> [REQUIREMENT]
In the entries that follow, which lines hold the string "token"? List them.

[Saved entries]
* * * * * * *

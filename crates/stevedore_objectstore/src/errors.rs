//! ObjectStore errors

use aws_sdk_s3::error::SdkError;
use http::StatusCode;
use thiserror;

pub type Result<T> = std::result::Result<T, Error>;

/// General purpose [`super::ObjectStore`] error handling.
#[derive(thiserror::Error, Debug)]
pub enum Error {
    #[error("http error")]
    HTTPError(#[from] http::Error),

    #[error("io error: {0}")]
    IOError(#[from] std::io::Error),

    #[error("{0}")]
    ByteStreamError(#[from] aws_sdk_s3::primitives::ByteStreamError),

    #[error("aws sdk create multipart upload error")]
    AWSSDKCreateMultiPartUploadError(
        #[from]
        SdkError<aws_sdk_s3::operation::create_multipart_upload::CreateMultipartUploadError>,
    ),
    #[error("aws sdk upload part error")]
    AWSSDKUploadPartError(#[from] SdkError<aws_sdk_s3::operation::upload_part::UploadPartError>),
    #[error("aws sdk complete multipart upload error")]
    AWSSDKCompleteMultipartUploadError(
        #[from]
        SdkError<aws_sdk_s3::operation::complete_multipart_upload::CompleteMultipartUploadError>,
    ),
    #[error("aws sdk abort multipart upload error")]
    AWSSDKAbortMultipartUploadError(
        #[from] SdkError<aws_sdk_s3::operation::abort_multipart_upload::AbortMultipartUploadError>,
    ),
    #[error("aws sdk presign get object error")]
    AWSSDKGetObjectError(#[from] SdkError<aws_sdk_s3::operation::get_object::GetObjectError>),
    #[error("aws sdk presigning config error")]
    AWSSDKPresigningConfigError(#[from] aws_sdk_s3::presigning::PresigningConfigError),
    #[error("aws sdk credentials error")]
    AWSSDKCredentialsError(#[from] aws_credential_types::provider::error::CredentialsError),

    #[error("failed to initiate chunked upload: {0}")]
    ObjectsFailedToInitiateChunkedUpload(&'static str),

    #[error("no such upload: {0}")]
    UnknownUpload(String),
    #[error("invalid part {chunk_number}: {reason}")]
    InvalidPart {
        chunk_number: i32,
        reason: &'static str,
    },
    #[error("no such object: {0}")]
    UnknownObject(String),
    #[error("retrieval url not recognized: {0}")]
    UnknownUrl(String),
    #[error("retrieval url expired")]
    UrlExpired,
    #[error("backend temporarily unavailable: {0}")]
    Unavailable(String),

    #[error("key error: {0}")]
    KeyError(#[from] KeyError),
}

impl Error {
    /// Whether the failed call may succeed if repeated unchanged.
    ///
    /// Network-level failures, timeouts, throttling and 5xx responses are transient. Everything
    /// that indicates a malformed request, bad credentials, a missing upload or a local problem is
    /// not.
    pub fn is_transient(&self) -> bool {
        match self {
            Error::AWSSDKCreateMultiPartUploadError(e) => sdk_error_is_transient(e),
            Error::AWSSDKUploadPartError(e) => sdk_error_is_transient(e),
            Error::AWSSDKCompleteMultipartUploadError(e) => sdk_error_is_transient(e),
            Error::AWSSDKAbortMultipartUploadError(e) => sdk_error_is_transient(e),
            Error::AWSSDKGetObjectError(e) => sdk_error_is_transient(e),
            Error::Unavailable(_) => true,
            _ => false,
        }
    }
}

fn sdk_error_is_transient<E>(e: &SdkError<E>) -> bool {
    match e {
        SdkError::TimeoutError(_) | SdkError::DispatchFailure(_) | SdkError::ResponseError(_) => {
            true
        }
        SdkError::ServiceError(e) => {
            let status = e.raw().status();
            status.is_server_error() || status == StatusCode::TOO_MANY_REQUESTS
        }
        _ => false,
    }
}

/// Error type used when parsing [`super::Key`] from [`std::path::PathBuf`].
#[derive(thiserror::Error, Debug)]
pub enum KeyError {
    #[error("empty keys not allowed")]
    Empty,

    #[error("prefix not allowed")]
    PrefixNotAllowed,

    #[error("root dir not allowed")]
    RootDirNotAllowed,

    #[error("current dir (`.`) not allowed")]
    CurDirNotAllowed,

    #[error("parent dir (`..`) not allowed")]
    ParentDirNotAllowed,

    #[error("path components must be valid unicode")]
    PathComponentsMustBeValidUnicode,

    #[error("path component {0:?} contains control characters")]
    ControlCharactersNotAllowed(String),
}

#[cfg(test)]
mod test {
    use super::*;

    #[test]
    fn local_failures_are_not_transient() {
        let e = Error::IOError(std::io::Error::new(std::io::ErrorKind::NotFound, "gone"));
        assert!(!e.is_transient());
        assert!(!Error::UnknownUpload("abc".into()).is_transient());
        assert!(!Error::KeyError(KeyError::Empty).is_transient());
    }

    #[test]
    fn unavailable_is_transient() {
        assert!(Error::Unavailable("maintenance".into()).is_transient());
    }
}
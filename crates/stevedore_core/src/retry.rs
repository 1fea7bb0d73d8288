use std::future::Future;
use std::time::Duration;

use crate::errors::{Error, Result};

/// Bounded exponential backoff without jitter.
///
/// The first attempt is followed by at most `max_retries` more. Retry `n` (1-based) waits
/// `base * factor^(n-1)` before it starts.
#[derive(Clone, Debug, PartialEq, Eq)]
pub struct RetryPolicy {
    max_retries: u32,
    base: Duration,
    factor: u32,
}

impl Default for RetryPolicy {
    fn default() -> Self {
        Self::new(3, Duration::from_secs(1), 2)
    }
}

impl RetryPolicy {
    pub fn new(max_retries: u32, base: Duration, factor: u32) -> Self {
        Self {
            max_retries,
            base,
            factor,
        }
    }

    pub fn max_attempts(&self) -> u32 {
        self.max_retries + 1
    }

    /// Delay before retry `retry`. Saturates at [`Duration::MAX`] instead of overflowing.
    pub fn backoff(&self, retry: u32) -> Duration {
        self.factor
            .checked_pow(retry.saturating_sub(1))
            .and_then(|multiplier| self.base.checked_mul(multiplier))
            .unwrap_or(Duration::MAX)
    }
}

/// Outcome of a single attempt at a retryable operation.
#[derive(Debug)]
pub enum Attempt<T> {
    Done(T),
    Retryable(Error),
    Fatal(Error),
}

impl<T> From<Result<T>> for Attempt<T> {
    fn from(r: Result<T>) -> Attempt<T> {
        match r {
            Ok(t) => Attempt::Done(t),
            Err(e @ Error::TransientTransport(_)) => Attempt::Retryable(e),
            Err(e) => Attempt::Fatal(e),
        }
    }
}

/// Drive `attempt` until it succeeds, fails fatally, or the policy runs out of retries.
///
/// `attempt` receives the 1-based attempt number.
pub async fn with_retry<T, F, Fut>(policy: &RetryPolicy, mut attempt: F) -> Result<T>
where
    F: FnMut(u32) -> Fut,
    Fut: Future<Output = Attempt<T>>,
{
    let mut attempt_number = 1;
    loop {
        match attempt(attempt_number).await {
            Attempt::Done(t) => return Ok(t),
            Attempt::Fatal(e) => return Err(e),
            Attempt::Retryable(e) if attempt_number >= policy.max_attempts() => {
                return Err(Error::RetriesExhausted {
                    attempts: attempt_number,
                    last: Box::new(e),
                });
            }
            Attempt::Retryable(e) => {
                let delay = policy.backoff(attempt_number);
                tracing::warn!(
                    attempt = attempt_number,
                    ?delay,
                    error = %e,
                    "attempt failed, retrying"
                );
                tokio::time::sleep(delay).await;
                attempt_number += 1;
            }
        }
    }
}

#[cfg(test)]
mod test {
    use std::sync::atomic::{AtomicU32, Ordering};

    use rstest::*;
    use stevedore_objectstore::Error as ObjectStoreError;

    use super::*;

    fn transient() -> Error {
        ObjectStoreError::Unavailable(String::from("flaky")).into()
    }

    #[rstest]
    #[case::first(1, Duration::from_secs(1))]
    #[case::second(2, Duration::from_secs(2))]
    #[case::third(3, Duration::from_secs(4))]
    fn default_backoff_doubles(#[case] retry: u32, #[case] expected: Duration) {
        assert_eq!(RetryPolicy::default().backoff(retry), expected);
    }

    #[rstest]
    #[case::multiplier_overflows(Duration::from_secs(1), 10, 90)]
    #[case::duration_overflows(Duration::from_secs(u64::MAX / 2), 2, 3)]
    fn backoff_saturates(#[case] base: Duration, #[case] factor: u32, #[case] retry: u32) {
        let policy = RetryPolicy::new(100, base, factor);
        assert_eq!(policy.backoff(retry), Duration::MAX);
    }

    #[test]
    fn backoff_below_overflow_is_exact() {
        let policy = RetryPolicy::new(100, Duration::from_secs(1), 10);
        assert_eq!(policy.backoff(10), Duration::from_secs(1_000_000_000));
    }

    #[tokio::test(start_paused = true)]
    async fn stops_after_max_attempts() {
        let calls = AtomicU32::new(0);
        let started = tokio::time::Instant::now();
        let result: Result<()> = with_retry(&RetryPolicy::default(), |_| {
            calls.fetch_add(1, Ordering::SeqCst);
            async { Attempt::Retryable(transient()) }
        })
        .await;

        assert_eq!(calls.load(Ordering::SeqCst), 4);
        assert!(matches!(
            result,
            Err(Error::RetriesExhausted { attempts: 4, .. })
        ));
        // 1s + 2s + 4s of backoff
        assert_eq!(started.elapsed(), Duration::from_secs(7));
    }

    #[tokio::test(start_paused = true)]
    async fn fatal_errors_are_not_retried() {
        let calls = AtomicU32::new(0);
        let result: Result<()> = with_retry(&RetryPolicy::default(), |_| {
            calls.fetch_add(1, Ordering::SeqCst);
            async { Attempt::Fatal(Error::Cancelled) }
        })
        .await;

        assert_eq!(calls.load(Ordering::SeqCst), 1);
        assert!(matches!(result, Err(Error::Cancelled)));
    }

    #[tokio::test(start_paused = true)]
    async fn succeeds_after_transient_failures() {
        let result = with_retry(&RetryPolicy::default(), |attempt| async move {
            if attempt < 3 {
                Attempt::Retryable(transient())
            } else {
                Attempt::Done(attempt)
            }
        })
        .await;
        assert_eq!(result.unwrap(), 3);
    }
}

* * * * * * *

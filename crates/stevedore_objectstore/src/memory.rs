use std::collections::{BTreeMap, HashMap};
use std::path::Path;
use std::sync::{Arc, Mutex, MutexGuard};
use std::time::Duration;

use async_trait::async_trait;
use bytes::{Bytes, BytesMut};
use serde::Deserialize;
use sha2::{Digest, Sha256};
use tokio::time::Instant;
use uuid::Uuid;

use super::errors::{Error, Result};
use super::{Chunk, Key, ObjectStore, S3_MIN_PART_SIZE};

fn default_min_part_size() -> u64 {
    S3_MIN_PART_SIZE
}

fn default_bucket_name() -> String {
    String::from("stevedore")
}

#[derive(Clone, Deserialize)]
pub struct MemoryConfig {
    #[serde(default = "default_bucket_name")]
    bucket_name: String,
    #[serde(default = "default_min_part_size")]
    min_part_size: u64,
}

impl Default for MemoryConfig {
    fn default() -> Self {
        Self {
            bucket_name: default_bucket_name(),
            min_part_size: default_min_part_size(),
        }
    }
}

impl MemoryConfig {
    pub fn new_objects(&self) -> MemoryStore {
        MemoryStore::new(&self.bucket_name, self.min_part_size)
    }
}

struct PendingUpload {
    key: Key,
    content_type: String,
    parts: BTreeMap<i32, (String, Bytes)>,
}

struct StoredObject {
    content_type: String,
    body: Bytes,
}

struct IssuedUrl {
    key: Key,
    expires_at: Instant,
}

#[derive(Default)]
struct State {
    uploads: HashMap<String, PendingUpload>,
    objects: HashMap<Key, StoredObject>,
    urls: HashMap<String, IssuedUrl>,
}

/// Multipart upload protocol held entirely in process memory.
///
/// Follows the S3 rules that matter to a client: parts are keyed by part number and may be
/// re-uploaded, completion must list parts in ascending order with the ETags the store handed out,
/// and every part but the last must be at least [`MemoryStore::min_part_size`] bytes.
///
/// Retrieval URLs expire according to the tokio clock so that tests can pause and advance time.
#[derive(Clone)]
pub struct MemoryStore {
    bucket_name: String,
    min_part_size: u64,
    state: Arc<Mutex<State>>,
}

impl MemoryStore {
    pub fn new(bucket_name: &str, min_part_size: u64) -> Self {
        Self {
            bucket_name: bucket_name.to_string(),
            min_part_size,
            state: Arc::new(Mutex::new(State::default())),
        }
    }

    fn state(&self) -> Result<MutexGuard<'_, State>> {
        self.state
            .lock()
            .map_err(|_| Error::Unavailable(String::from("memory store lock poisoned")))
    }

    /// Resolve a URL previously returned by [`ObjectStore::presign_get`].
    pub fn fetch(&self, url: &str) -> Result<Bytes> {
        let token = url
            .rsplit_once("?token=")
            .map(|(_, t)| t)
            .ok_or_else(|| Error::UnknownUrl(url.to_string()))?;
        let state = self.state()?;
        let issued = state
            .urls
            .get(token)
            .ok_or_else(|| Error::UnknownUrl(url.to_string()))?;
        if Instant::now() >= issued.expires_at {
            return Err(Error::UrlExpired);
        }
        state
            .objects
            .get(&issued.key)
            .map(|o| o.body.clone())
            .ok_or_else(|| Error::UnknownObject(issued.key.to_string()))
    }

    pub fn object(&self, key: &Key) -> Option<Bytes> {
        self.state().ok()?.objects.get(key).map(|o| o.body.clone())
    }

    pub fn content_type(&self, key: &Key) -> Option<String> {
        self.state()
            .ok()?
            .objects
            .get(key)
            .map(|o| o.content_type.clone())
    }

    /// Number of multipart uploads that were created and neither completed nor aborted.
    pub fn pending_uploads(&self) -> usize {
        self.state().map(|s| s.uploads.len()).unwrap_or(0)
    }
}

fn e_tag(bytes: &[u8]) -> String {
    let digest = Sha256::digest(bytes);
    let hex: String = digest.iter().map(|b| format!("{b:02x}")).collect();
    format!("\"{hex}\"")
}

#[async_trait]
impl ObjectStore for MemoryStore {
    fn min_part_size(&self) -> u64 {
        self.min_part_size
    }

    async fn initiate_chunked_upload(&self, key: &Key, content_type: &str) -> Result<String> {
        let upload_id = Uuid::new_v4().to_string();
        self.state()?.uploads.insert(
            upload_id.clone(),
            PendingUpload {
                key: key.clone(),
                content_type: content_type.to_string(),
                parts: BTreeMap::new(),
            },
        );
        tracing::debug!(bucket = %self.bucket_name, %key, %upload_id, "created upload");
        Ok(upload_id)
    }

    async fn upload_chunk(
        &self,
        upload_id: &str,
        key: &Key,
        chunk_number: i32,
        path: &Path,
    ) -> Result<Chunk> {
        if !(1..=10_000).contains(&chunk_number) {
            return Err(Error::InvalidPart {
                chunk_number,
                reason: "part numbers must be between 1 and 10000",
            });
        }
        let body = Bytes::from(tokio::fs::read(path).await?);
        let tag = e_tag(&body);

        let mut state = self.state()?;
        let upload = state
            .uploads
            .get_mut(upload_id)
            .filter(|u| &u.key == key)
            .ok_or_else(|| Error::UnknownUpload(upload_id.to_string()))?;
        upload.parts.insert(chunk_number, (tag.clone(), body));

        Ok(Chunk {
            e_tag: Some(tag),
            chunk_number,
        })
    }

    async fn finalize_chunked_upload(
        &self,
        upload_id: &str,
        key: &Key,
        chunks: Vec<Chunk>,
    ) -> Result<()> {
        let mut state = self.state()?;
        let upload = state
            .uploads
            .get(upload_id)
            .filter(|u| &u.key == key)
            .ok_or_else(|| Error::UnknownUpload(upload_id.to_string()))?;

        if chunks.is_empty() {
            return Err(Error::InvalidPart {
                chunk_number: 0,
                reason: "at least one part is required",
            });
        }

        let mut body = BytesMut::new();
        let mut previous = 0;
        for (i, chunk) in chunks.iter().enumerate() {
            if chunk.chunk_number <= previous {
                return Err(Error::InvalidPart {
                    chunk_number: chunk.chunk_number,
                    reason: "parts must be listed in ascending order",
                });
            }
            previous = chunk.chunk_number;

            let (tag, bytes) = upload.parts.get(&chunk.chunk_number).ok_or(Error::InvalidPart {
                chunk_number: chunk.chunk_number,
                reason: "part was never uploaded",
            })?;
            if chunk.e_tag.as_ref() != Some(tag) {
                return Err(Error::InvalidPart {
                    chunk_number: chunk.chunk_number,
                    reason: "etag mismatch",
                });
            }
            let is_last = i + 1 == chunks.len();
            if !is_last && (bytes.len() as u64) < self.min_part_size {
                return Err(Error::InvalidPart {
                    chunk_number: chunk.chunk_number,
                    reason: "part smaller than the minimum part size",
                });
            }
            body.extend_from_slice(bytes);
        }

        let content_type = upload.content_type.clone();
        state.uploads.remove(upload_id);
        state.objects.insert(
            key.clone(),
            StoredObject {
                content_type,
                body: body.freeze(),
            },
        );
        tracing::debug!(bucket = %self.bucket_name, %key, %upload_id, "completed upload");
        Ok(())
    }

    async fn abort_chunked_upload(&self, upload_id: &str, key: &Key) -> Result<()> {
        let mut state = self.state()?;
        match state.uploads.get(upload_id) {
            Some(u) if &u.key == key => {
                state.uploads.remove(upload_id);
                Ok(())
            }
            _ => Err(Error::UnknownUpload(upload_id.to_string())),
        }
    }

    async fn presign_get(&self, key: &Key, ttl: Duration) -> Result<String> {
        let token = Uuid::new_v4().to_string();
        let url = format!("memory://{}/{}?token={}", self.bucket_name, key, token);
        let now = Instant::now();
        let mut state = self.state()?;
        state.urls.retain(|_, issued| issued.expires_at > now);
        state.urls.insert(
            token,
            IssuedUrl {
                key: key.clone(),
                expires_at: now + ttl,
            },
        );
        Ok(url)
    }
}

* * * * * * *

> [TASK OUTPUT]
        let token = url
            .rsplit_once("?token=")
            .get(token)
        let token = Uuid::new_v4().to_string();
        let url = format!("memory://{}/{}?token={}", self.bucket_name, key, token);
            token,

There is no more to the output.